Is there a way to detect a zero block so that it can be treated as a special case and would such a facility be considered useful for inclusion in the lz4 cli tool? I'm happy to try and write the patch to the code if so. 


Rgs

NeilW


Yann Collet

unread,
Feb 10, 2015, 8:37:42 AM2/10/15
to lz...@googlegroups.com
Hi Neil


This look like a file-system specific approach.

The frame format doesn't define a "zero-filled block" signal.
So, currently, detecting that a block is "filled with zeroes" is an external process, which is not performed by lz4 cli.

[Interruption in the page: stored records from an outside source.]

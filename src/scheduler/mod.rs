//! Single-threaded cooperative timer queue.
//!
//! Timers are kept in a min-heap keyed by `(due, lane, seq)`: earlier deadlines
//! fire first, [`Lane::Control`] fires before [`Lane::Data`] at the same instant,
//! and within a lane timers fire in the order they were scheduled.
//!
//! The queue owns a virtual clock. Tests advance it explicitly with
//! [`Scheduler::advance_by`] or [`Scheduler::run_until_idle`]; binaries drive the
//! same queue against the `Tokio` clock with [`Scheduler::run_realtime`].

use std::{
    cmp::Ordering as CmpOrdering,
    collections::BinaryHeap,
    sync::{
        atomic::{AtomicBool, Ordering},
        Arc, Mutex, MutexGuard, PoisonError,
    },
    time::Duration,
};

use tokio::time::{sleep_until, Instant};
use tracing::{debug, trace};

use crate::subscription::subscribe::UnsubscribeLogic;

type Task = Box<dyn FnOnce() + Send>;

/// Priority class of a timer among timers due at the same instant.
#[derive(Debug, Clone, Copy, PartialEq, Eq, PartialOrd, Ord, Hash)]
pub enum Lane {
    /// Lifecycle control such as unsubscribing. Observed before same-instant data.
    Control,
    /// Value emissions.
    Data,
}

struct Entry {
    due: Duration,
    lane: Lane,
    seq: u64,
    done: Arc<AtomicBool>,
    task: Task,
}

impl Entry {
    fn key(&self) -> (Duration, Lane, u64) {
        (self.due, self.lane, self.seq)
    }
}

impl PartialEq for Entry {
    fn eq(&self, other: &Self) -> bool {
        self.key() == other.key()
    }
}

impl Eq for Entry {}

impl PartialOrd for Entry {
    fn partial_cmp(&self, other: &Self) -> Option<CmpOrdering> {
        Some(self.cmp(other))
    }
}

impl Ord for Entry {
    // Reversed so the max-heap pops the earliest key.
    fn cmp(&self, other: &Self) -> CmpOrdering {
        other.key().cmp(&self.key())
    }
}

#[derive(Default)]
struct TimerQueue {
    now: Duration,
    next_seq: u64,
    entries: BinaryHeap<Entry>,
}

impl TimerQueue {
    fn drop_cancelled_head(&mut self) {
        while self
            .entries
            .peek()
            .is_some_and(|e| e.done.load(Ordering::Acquire))
        {
            self.entries.pop();
        }
    }

    fn next_due(&mut self) -> Option<Duration> {
        self.drop_cancelled_head();
        self.entries.peek().map(|e| e.due)
    }

    /// Pops the earliest live timer if it is due at or before `limit`, moving the
    /// clock forward to its deadline.
    fn pop_due(&mut self, limit: Option<Duration>) -> Option<(u64, Task)> {
        self.drop_cancelled_head();
        if let (Some(limit), Some(head)) = (limit, self.entries.peek()) {
            if head.due > limit {
                return None;
            }
        }
        let entry = self.entries.pop()?;
        entry.done.store(true, Ordering::Release);
        self.now = self.now.max(entry.due);
        Some((entry.seq, entry.task))
    }
}

/// Handle to a scheduled timer.
///
/// Converts into [`UnsubscribeLogic`] so it can be registered with an
/// [`Emitter`](crate::subscribe::Emitter) and cancelled when the subscription closes.
#[derive(Debug, Clone)]
pub struct TimerHandle {
    seq: u64,
    done: Arc<AtomicBool>,
}

impl TimerHandle {
    /// Prevents the timer from firing. Returns `false` if it already fired or was
    /// cancelled before.
    pub fn cancel(&self) -> bool {
        let cancelled = !self.done.swap(true, Ordering::AcqRel);
        if cancelled {
            debug!(timer = self.seq, "timer cancelled");
        }
        cancelled
    }

    /// Returns `true` while the timer has neither fired nor been cancelled.
    #[must_use]
    pub fn is_pending(&self) -> bool {
        !self.done.load(Ordering::Acquire)
    }
}

impl From<TimerHandle> for UnsubscribeLogic {
    fn from(handle: TimerHandle) -> Self {
        UnsubscribeLogic::Timer(handle)
    }
}

/// Shared handle to a timer queue. Cloning is shallow.
#[derive(Clone, Default)]
pub struct Scheduler {
    queue: Arc<Mutex<TimerQueue>>,
}

impl Scheduler {
    #[must_use]
    pub fn new() -> Self {
        Self::default()
    }

    fn queue(&self) -> MutexGuard<'_, TimerQueue> {
        self.queue.lock().unwrap_or_else(PoisonError::into_inner)
    }

    /// Current virtual time, measured from the creation of the scheduler.
    #[must_use]
    pub fn now(&self) -> Duration {
        self.queue().now
    }

    /// Schedules `task` on the data lane, `delay` after the current virtual time.
    pub fn schedule(&self, delay: Duration, task: impl FnOnce() + Send + 'static) -> TimerHandle {
        self.schedule_on(Lane::Data, delay, task)
    }

    /// Schedules `task` on `lane`, `delay` after the current virtual time.
    ///
    /// Safe to call from inside a running task.
    pub fn schedule_on(
        &self,
        lane: Lane,
        delay: Duration,
        task: impl FnOnce() + Send + 'static,
    ) -> TimerHandle {
        let mut queue = self.queue();
        let seq = queue.next_seq;
        queue.next_seq += 1;

        let due = queue.now + delay;
        let done = Arc::new(AtomicBool::new(false));
        queue.entries.push(Entry {
            due,
            lane,
            seq,
            done: Arc::clone(&done),
            task: Box::new(task),
        });
        trace!(timer = seq, ?lane, ?due, "timer scheduled");

        TimerHandle { seq, done }
    }

    /// Number of timers that have neither fired nor been cancelled.
    #[must_use]
    pub fn pending(&self) -> usize {
        self.queue()
            .entries
            .iter()
            .filter(|e| !e.done.load(Ordering::Acquire))
            .count()
    }

    // The lock is released before the task runs so it can schedule more timers.
    fn fire_next(&self, limit: Option<Duration>) -> bool {
        let popped = self.queue().pop_due(limit);
        match popped {
            Some((seq, task)) => {
                trace!(timer = seq, "timer fired");
                task();
                true
            }
            None => false,
        }
    }

    /// Fires every pending timer in order, jumping the virtual clock from one
    /// deadline to the next. Returns the number of timers fired.
    pub fn run_until_idle(&self) -> usize {
        let mut fired = 0;
        while self.fire_next(None) {
            fired += 1;
        }
        debug!(fired, now = ?self.now(), "scheduler idle");
        fired
    }

    /// Moves the virtual clock forward by `by`, firing every timer that falls due
    /// on the way, including timers scheduled by those timers. Returns the number
    /// of timers fired.
    pub fn advance_by(&self, by: Duration) -> usize {
        let target = self.now() + by;
        let mut fired = 0;
        while self.fire_next(Some(target)) {
            fired += 1;
        }
        let mut queue = self.queue();
        queue.now = queue.now.max(target);
        fired
    }

    /// Drives the queue against the `Tokio` clock until no timers are left: each
    /// timer fires once its virtual deadline has elapsed in real time. Returns
    /// the number of timers fired.
    ///
    /// Must not run concurrently with another driver of the same scheduler.
    pub async fn run_realtime(&self) -> usize {
        let origin = Instant::now() - self.now();
        let mut fired = 0;

        loop {
            let next_due = self.queue().next_due();
            let Some(due) = next_due else {
                break;
            };
            sleep_until(origin + due).await;
            while self.fire_next(Some(due)) {
                fired += 1;
            }
        }
        debug!(fired, now = ?self.now(), "scheduler idle");
        fired
    }
}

I've no experience regarding sparse file techniques.
My guess is that it is likely FS specific, with potentially some portability issues.
It is always difficult to balance between optimisation, portability and maintenance.

Of course, you can prove me wrong, and show that it can be done in a efficient manner, without jeopardising portability.

If it can be done, the important question seems to be : does this complexity improve performance enough ?


Regards

Takayuki Matsuoka

unread,
Feb 10, 2015, 9:11:52 AM2/10/15
to lz...@googlegroups.com
Hi guys.
Personally, I always believe "tar S". But it seems interesting problem for me.

@Neil, could you provide your own benchmark ?
I'm not sure about your operations, but it may look like the following commands :

dd if=/dev/zero of=my-4gb-file seek=4G bs=1 count=1
lz4 -9 -f my-4gb-file my-4gb-file.lz4
time lz4 -d -f my-4gb-file.lz4 my-4gb-file.lz4.out
time lz4 -d -c my-4gb-file.lz4 | cp /dev/stdin my-4gb-file.lz4.cp.out
time lz4 -d -c my-4gb-file.lz4 | cp --sparse=always /dev/stdin my-4gb-file.lz4.sparse.out


@Yann, just an FYI, aside from this topic.

These are simple and generic examples to make sparse file with standard C library which works both on *nix and Windows :
http://www.unixguide.net/unix/sparse_file.shtml
http://stackoverflow.com/a/11909465/2132223

Also, xz has fairly simple and generic method to support sparse file
in src/xz/file_io.c, see io_write(), is_sparse()
http://git.tukaani.org/?p=xz.git;a=blob_plain;f=src/xz/file_io.c;hb=HEAD

I'm not sure about performance gain, but it is platform independent and works well on the platform which have sparse file capability.


Hope this helps.

Yann Collet

unread,
Feb 10, 2015, 9:29:34 AM2/10/15
to lz...@googlegroups.com
This is very interesting.
Thanks for the excellent informative links Takayuki.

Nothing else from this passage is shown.